◆ **Problem requirements**
Would you restate word for word the lines of the listing, beginning at the first and ending with the line that holds "pub const EARTH_RADIUS_METERS: f64"?
[Excerpted records]
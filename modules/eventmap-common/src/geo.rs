//! Great-circle math and viewport geometry.
//!
//! Everything here is a pure function of its inputs. Coordinates are in
//! degrees; NaN or infinite inputs propagate into the outputs unchecked.

use schemars::JsonSchema;
use serde::{Deserialize, Serialize};

pub const EARTH_RADIUS_METERS: f64 = 6_371_000.0;

#[derive(Debug, Clone, Copy, PartialEq, Serialize, Deserialize, JsonSchema)]
pub struct GeoPoint {
    pub lat: f64,
    pub lng: f64,
}

impl GeoPoint {
    pub fn new(lat: f64, lng: f64) -> Self {
        Self { lat, lng }
    }

    /// Whether the point is a usable WGS84 coordinate.
    pub fn is_valid(&self) -> bool {
        self.lat.is_finite()
            && self.lng.is_finite()
            && (-90.0..=90.0).contains(&self.lat)
            && (-180.0..=180.0).contains(&self.lng)
    }

    pub fn distance_km(&self, other: &GeoPoint) -> f64 {
        haversine_km(self.lat, self.lng, other.lat, other.lng)
    }
}

/// Haversine distance between two lat/lng points in meters.
pub fn distance_meters(lat1: f64, lng1: f64, lat2: f64, lng2: f64) -> f64 {
    let d_lat = (lat2 - lat1).to_radians();
    let d_lng = (lng2 - lng1).to_radians();
    let lat1_r = lat1.to_radians();
    let lat2_r = lat2.to_radians();

    let a = (d_lat / 2.0).sin().powi(2) + lat1_r.cos() * lat2_r.cos() * (d_lng / 2.0).sin().powi(2);
    let c = 2.0 * a.sqrt().asin();
    EARTH_RADIUS_METERS * c
}

/// Haversine distance between two lat/lng points in kilometers.
pub fn haversine_km(lat1: f64, lng1: f64, lat2: f64, lng2: f64) -> f64 {
    distance_meters(lat1, lng1, lat2, lng2) / 1000.0
}

/// Circle approximating the visible map region.
///
/// `radius_km` is a coarse zoom-level proxy, not an exact bounding circle.
#[derive(Debug, Clone, Copy, PartialEq, Serialize, Deserialize)]
pub struct ViewportGeometry {
    pub center_lat: f64,
    pub center_lng: f64,
    pub radius_km: f64,
}

impl ViewportGeometry {
    /// Build a viewport from an already-known circle. Negative radii clamp to zero.
    pub fn new(center_lat: f64, center_lng: f64, radius_km: f64) -> Self {
        Self {
            center_lat,
            center_lng,
            radius_km: radius_km.max(0.0),
        }
    }

    /// Derive a viewport from two diagonal corners of the visible rectangle.
    ///
    /// Center is the arithmetic midpoint of the corners, radius is half the
    /// great-circle diagonal.
    pub fn from_corners(far_left: GeoPoint, near_right: GeoPoint) -> Self {
        let center_lat = (far_left.lat + near_right.lat) / 2.0;
        let center_lng = (far_left.lng + near_right.lng) / 2.0;
        let diagonal_m =
            distance_meters(far_left.lat, far_left.lng, near_right.lat, near_right.lng);

        Self {
            center_lat,
            center_lng,
            radius_km: diagonal_m / 2.0 / 1000.0,
        }
    }

    pub fn center(&self) -> GeoPoint {
        GeoPoint::new(self.center_lat, self.center_lng)
    }

    /// True when `point` lies within `radius_km` of the center (boundary inclusive).
    pub fn contains(&self, point: &GeoPoint) -> bool {
        haversine_km(self.center_lat, self.center_lng, point.lat, point.lng) <= self.radius_km
    }
}

#[cfg(test)]
mod tests {
    use super::*;

    #[test]
    fn minneapolis_to_st_paul_is_about_fifteen_km() {
        let d = distance_meters(44.9778, -93.2650, 44.9537, -93.0900);
        assert!(d > 13_000.0 && d < 15_500.0, "Expected ~14km, got {d}m");
    }

    #[test]
    fn identical_points_are_zero_apart() {
        assert_eq!(distance_meters(44.96, -93.27, 44.96, -93.27), 0.0);
    }

    #[test]
    fn one_degree_of_latitude_is_about_111_km() {
        let km = haversine_km(0.0, 0.0, 1.0, 0.0);
        assert!((km - 111.19).abs() < 0.1, "got {km}");
    }

    #[test]
    fn distance_is_symmetric() {
        let a = distance_meters(40.7128, -74.0060, 32.7767, -96.7970);
        let b = distance_meters(32.7767, -96.7970, 40.7128, -74.0060);
        assert!((a - b).abs() < 1e-6);
    }

    #[test]
    fn nan_input_propagates() {
        assert!(distance_meters(f64::NAN, 0.0, 1.0, 1.0).is_nan());
    }

    #[test]
    fn viewport_center_is_corner_midpoint() {
        let vp = ViewportGeometry::from_corners(
            GeoPoint::new(45.00, -93.30),
            GeoPoint::new(44.90, -93.20),
        );
        assert!((vp.center_lat - 44.95).abs() < 1e-9);
        assert!((vp.center_lng - -93.25).abs() < 1e-9);
    }

    #[test]
    fn viewport_radius_is_half_the_diagonal() {
        let far_left = GeoPoint::new(45.00, -93.30);
        let near_right = GeoPoint::new(44.90, -93.20);
        let vp = ViewportGeometry::from_corners(far_left, near_right);
        let diagonal_km = far_left.distance_km(&near_right);
        assert!((vp.radius_km * 2.0 - diagonal_km).abs() < 1e-9);
        assert!(vp.radius_km > 0.0);
    }

    #[test]
    fn viewport_center_lies_inside_rectangle() {
        let far_left = GeoPoint::new(10.5, 20.0);
        let near_right = GeoPoint::new(10.0, 21.0);
        let vp = ViewportGeometry::from_corners(far_left, near_right);
        assert!(vp.center_lat <= 10.5 && vp.center_lat >= 10.0);
        assert!(vp.center_lng >= 20.0 && vp.center_lng <= 21.0);
    }

    #[test]
    fn degenerate_viewport_has_zero_radius() {
        let p = GeoPoint::new(44.95, -93.25);
        let vp = ViewportGeometry::from_corners(p, p);
        assert_eq!(vp.radius_km, 0.0);
        assert!(vp.contains(&p));
    }

    #[test]
    fn negative_radius_is_clamped() {
        assert_eq!(ViewportGeometry::new(0.0, 0.0, -3.0).radius_km, 0.0);
    }

    #[test]
    fn contains_respects_radius() {
        let vp = ViewportGeometry::new(44.9537, -93.0900, 5.0);
        assert!(vp.contains(&GeoPoint::new(44.96, -93.10)));
        // Minneapolis downtown is ~14km from St. Paul
        assert!(!vp.contains(&GeoPoint::new(44.9778, -93.2650)));
    }

    #[test]
    fn point_validity() {
        assert!(GeoPoint::new(44.9, -93.2).is_valid());
        assert!(!GeoPoint::new(91.0, 0.0).is_valid());
        assert!(!GeoPoint::new(0.0, f64::INFINITY).is_valid());
    }
}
[/Excerpted records]
◆ **Exercise result**
filename modules/eventmap-common/src/geo.rs
//! Great-circle math and viewport geometry.
//!
//! Everything here is a pure function of its inputs. Coordinates are in
//! degrees; NaN or infinite inputs propagate into the outputs unchecked.

use schemars::JsonSchema;
use serde::{Deserialize, Serialize};

pub const EARTH_RADIUS_METERS: f64 = 6_371_000.0;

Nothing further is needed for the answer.